(Beginning of Material provided)

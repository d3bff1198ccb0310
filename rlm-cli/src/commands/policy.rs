//! Policy Commands
//!
//! Commands for managing retention policies.

use clap::Subcommand;

/// Retention policy subcommands
#[derive(Subcommand, Debug)]
pub enum PolicyCommands {
    /// List cached policies
    List,

    /// Show a policy
    Get {
        /// Policy ID
        #[arg(short, long)]
        id: String,
    },

    /// Create a policy (admin)
    Create {
        /// Policy name
        #[arg(short, long)]
        name: String,

        /// Retention period in days (1-36500)
        #[arg(short, long, allow_negative_numbers = true)]
        days: i64,

        /// Evidence types covered (comma-separated)
        #[arg(short, long, value_delimiter = ',')]
        types: Vec<String>,

        /// Jurisdiction
        #[arg(short, long, default_value = "")]
        jurisdiction: String,

        /// Legal basis
        #[arg(short, long, default_value = "")]
        legal_basis: String,

        /// Archive evidence automatically once expired
        #[arg(long)]
        auto_archive: bool,
    },

    /// Update a policy (admin)
    Update {
        /// Policy ID
        #[arg(short, long)]
        id: String,

        #[arg(short, long)]
        name: Option<String>,

        #[arg(short, long, allow_negative_numbers = true)]
        days: Option<i64>,

        #[arg(short, long, value_delimiter = ',')]
        types: Option<Vec<String>>,

        #[arg(short, long)]
        jurisdiction: Option<String>,

        #[arg(short, long)]
        legal_basis: Option<String>,

        #[arg(long)]
        auto_archive: Option<bool>,

        #[arg(long)]
        active: Option<bool>,
    },

    /// Delete a policy no evidence uses (admin)
    Delete {
        /// Policy ID
        #[arg(short, long)]
        id: String,
    },

    /// Assign evidence to a policy (admin)
    Apply {
        /// Policy ID
        #[arg(short, long)]
        id: String,

        /// Evidence IDs (comma-separated)
        #[arg(short, long, value_delimiter = ',', required = true)]
        evidence: Vec<String>,
    },
}
//! Structured Logging
//!
//! JSON output for unattended runs (scheduler, cron), pretty or compact
//! output for operators at a terminal.

use serde::{Deserialize, Serialize};
use std::fmt;
use std::str::FromStr;
use tracing_subscriber::{fmt as fmt_layer, prelude::*, EnvFilter};

use crate::error::{RetentionError, RetentionResult};

/// Service name used for the default filter
pub const SERVICE_NAME: &str = "rlm";

/// Log level
#[derive(Debug, Clone, Copy, Default, Serialize, Deserialize, PartialEq, Eq)]
#[serde(rename_all = "lowercase")]
pub enum LogLevel {
    Trace,
    Debug,
    #[default]
    Info,
    Warn,
    Error,
}

impl fmt::Display for LogLevel {
    fn fmt(&self, f: &mut fmt::Formatter<'_>) -> fmt::Result {
        match self {
            LogLevel::Trace => write!(f, "trace"),
            LogLevel::Debug => write!(f, "debug"),
            LogLevel::Info => write!(f, "info"),
            LogLevel::Warn => write!(f, "warn"),
            LogLevel::Error => write!(f, "error"),
        }
    }
}

impl FromStr for LogLevel {
    type Err = String;

    fn from_str(s: &str) -> Result<Self, Self::Err> {
        match s.trim().to_lowercase().as_str() {
            "trace" => Ok(Self::Trace),
            "debug" => Ok(Self::Debug),
            "info" => Ok(Self::Info),
            "warn" | "warning" => Ok(Self::Warn),
            "error" => Ok(Self::Error),
            other => Err(format!("unknown log level: {}", other)),
        }
    }
}

/// Log format
#[derive(Debug, Clone, Copy, Default, Serialize, Deserialize, PartialEq, Eq)]
#[serde(rename_all = "lowercase")]
pub enum LogFormat {
    /// Multi-line, for development
    Pretty,
    /// One JSON object per event
    Json,
    /// Single-line text
    #[default]
    Compact,
}

impl FromStr for LogFormat {
    type Err = String;

    fn from_str(s: &str) -> Result<Self, Self::Err> {
        match s.trim().to_lowercase().as_str() {
            "pretty" => Ok(Self::Pretty),
            "json" => Ok(Self::Json),
            "compact" => Ok(Self::Compact),
            other => Err(format!("unknown log format: {}", other)),
        }
    }
}

/// Logging configuration
#[derive(Debug, Clone, Serialize, Deserialize)]
pub struct LogConfig {
    pub level: LogLevel,
    pub format: LogFormat,
    /// Include source file/line
    pub include_source: bool,
    /// Explicit filter directives (e.g. "rlm_core=debug,reqwest=warn").
    /// Overrides `level`.
    pub filter: Option<String>,
    /// Crates the default filter applies `level` to
    pub targets: Vec<String>,
}

impl Default for LogConfig {
    fn default() -> Self {
        Self {
            level: LogLevel::Info,
            format: LogFormat::Compact,
            include_source: false,
            filter: None,
            targets: vec!["rlm_core".to_string(), "rlm_cli".to_string(), SERVICE_NAME.to_string()],
        }
    }
}

impl LogConfig {
    /// JSON output for the scheduler daemon
    pub fn production() -> Self {
        Self {
            format: LogFormat::Json,
            ..Self::default()
        }
    }

    /// Verbose pretty output
    pub fn development() -> Self {
        Self {
            level: LogLevel::Debug,
            format: LogFormat::Pretty,
            include_source: true,
            ..Self::default()
        }
    }

    pub fn with_level(mut self, level: LogLevel) -> Self {
        self.level = level;
        self
    }

    pub fn with_format(mut self, format: LogFormat) -> Self {
        self.format = format;
        self
    }

    pub fn with_filter(mut self, filter: impl Into<String>) -> Self {
        self.filter = Some(filter.into());
        self
    }

    /// Filter directives this configuration installs
    pub fn directives(&self) -> String {
        match &self.filter {
            Some(filter) => filter.clone(),
            None => self
                .targets
                .iter()
                .map(|target| format!("{}={}", target.replace('-', "_"), self.level))
                .collect::<Vec<_>>()
                .join(","),
        }
    }
}

/// Install the global subscriber. Logs go to stderr so command output on
/// stdout stays machine-readable.
pub fn init_logging(config: &LogConfig) -> RetentionResult<()> {
    let filter = EnvFilter::try_new(config.directives())
        .map_err(|e| RetentionError::config(format!("invalid log filter: {}", e)))?;

    let installed = match config.format {
        LogFormat::Json => tracing_subscriber::registry()
            .with(filter)
            .with(
                fmt_layer::layer()
                    .json()
                    .with_writer(std::io::stderr)
                    .with_file(config.include_source)
                    .with_line_number(config.include_source),
            )
            .try_init(),
        LogFormat::Pretty => tracing_subscriber::registry()
            .with(filter)
            .with(
                fmt_layer::layer()
                    .pretty()
                    .with_writer(std::io::stderr)
                    .with_file(config.include_source)
                    .with_line_number(config.include_source),
            )
            .try_init(),
        LogFormat::Compact => tracing_subscriber::registry()
            .with(filter)
            .with(
                fmt_layer::layer()
                    .compact()
                    .with_writer(std::io::stderr)
                    .with_file(config.include_source)
                    .with_line_number(config.include_source),
            )
            .try_init(),
    };

    installed.map_err(|e| RetentionError::config(format!("logging already initialized: {}", e)))
}

#[cfg(test)]
mod tests {
    use super::*;

    #[test]
    fn test_default_directives() {
        let config = LogConfig::default().with_level(LogLevel::Warn);
        assert_eq!(config.directives(), "rlm_core=warn,rlm_cli=warn,rlm=warn");
    }

    #[test]
    fn test_explicit_filter_wins() {
        let config = LogConfig::development().with_filter("reqwest=trace");
        assert_eq!(config.directives(), "reqwest=trace");
        assert_eq!(config.format, LogFormat::Pretty);
    }

    #[test]
    fn test_parse_level_and_format() {
        assert_eq!("WARNING".parse::<LogLevel>().unwrap(), LogLevel::Warn);
        assert_eq!("json".parse::<LogFormat>().unwrap(), LogFormat::Json);
        assert!("xml".parse::<LogFormat>().is_err());
    }

    #[test]
    fn test_invalid_filter_is_config_error() {
        let config = LogConfig::default().with_filter("rlm_core=loudest");
        assert!(matches!(
            init_logging(&config),
            Err(RetentionError::Configuration(_))
        ));
    }
}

(End of Material provided)

**Requirement**
Report, from the entries above, each line where "Option" is found.

**Result of the task**
        name: Option<String>,
        days: Option<i64>,
        types: Option<Vec<String>>,
        jurisdiction: Option<String>,
        legal_basis: Option<String>,
        auto_archive: Option<bool>,
        active: Option<bool>,
    pub filter: Option<String>,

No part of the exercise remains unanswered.